__WHAT YOU SHOULD DO__.
Search the lines of the records for the word "WorkerGuard", and copy every line that has it.

● ● ● ●

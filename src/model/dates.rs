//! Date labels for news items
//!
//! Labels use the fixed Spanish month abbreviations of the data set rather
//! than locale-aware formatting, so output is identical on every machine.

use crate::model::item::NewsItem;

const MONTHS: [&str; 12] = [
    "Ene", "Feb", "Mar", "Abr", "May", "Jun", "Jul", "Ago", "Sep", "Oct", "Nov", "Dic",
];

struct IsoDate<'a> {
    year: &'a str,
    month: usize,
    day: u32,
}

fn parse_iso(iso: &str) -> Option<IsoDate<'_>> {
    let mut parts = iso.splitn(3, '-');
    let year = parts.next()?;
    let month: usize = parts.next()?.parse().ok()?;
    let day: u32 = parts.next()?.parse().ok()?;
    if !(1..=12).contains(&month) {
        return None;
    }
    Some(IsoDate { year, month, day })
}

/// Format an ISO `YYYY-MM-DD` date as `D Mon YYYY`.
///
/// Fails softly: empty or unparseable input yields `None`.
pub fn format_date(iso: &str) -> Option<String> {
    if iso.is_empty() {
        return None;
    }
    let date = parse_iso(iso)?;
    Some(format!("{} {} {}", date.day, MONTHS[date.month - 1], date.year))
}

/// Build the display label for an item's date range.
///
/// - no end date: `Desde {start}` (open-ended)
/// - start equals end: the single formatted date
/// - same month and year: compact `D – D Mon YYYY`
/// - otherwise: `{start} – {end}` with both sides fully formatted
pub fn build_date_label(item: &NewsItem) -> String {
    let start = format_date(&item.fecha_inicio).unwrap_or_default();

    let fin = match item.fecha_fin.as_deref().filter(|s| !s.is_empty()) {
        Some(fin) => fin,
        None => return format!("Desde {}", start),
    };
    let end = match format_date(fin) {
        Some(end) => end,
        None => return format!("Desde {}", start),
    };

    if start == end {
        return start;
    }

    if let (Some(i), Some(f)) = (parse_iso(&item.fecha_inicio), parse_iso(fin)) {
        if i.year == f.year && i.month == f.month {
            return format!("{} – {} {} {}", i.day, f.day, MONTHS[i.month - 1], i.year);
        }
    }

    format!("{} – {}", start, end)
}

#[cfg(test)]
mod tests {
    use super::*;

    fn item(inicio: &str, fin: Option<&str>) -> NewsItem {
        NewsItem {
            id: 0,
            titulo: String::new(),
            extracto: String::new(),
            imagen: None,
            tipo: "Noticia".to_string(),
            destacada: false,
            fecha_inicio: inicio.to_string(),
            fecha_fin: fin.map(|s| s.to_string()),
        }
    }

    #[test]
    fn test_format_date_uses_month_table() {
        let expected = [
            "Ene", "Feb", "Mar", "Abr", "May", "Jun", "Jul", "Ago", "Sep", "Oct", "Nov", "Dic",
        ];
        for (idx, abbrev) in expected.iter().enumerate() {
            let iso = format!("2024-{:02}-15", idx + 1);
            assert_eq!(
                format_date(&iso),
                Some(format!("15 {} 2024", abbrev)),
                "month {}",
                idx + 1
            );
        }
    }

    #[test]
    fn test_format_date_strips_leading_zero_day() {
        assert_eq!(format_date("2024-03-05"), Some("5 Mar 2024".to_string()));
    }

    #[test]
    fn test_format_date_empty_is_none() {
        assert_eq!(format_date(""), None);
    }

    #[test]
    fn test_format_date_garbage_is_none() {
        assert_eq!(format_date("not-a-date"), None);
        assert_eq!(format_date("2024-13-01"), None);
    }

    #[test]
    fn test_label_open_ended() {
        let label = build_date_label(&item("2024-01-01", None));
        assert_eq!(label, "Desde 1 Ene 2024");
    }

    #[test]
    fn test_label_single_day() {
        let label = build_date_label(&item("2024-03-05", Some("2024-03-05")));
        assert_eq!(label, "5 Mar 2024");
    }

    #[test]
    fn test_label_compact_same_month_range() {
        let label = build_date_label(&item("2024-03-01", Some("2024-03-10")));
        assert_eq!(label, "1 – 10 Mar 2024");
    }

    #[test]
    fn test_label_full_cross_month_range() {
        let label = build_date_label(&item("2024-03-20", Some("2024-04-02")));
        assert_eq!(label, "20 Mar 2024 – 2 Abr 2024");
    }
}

● ● ● ●

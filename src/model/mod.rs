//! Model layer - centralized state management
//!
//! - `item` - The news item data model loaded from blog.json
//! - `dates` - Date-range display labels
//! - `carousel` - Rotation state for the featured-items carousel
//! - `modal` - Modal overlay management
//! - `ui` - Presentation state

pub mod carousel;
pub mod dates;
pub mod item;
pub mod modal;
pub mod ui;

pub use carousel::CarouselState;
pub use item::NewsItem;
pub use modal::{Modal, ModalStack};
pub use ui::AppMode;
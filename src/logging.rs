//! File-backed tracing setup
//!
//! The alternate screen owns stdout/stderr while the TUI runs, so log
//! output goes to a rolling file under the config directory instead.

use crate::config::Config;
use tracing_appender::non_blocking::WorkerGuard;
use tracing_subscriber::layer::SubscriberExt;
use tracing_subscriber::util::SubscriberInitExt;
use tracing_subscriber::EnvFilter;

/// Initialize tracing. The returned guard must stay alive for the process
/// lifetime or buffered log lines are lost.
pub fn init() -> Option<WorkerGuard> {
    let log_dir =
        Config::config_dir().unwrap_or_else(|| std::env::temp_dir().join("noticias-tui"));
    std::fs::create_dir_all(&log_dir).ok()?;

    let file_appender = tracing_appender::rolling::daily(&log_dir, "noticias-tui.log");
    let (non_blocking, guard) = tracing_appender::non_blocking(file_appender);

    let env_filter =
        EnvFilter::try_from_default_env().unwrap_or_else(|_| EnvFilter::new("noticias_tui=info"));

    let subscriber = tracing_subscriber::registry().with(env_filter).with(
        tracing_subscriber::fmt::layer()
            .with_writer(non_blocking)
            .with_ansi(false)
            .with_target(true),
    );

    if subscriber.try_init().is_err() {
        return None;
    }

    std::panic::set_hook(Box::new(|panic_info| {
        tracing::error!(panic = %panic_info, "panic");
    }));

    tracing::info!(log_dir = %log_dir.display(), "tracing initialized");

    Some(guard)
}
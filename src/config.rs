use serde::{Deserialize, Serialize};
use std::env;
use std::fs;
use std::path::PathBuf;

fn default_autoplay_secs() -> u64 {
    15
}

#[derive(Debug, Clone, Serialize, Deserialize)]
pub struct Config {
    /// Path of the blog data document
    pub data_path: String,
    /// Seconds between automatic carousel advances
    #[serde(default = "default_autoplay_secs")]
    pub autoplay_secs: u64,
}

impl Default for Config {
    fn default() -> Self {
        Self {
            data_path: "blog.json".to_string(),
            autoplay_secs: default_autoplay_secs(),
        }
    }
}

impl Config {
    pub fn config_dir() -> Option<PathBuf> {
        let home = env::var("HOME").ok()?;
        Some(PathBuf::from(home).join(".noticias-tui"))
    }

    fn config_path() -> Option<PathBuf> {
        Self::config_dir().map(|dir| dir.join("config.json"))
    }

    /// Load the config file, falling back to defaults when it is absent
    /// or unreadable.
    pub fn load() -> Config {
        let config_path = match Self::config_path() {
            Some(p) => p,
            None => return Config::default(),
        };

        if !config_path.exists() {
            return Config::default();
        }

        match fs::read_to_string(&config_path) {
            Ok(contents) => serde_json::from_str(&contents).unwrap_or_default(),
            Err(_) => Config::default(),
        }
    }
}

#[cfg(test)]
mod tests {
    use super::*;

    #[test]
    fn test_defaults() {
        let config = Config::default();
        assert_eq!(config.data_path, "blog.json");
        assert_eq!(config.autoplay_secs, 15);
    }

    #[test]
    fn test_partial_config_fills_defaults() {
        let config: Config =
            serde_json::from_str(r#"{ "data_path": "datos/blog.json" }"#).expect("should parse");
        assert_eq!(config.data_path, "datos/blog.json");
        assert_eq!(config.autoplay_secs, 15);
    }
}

● ● ● ●

__ANSWER TO THIS EXERCISE__.
use tracing_appender::non_blocking::WorkerGuard;
pub fn init() -> Option<WorkerGuard> {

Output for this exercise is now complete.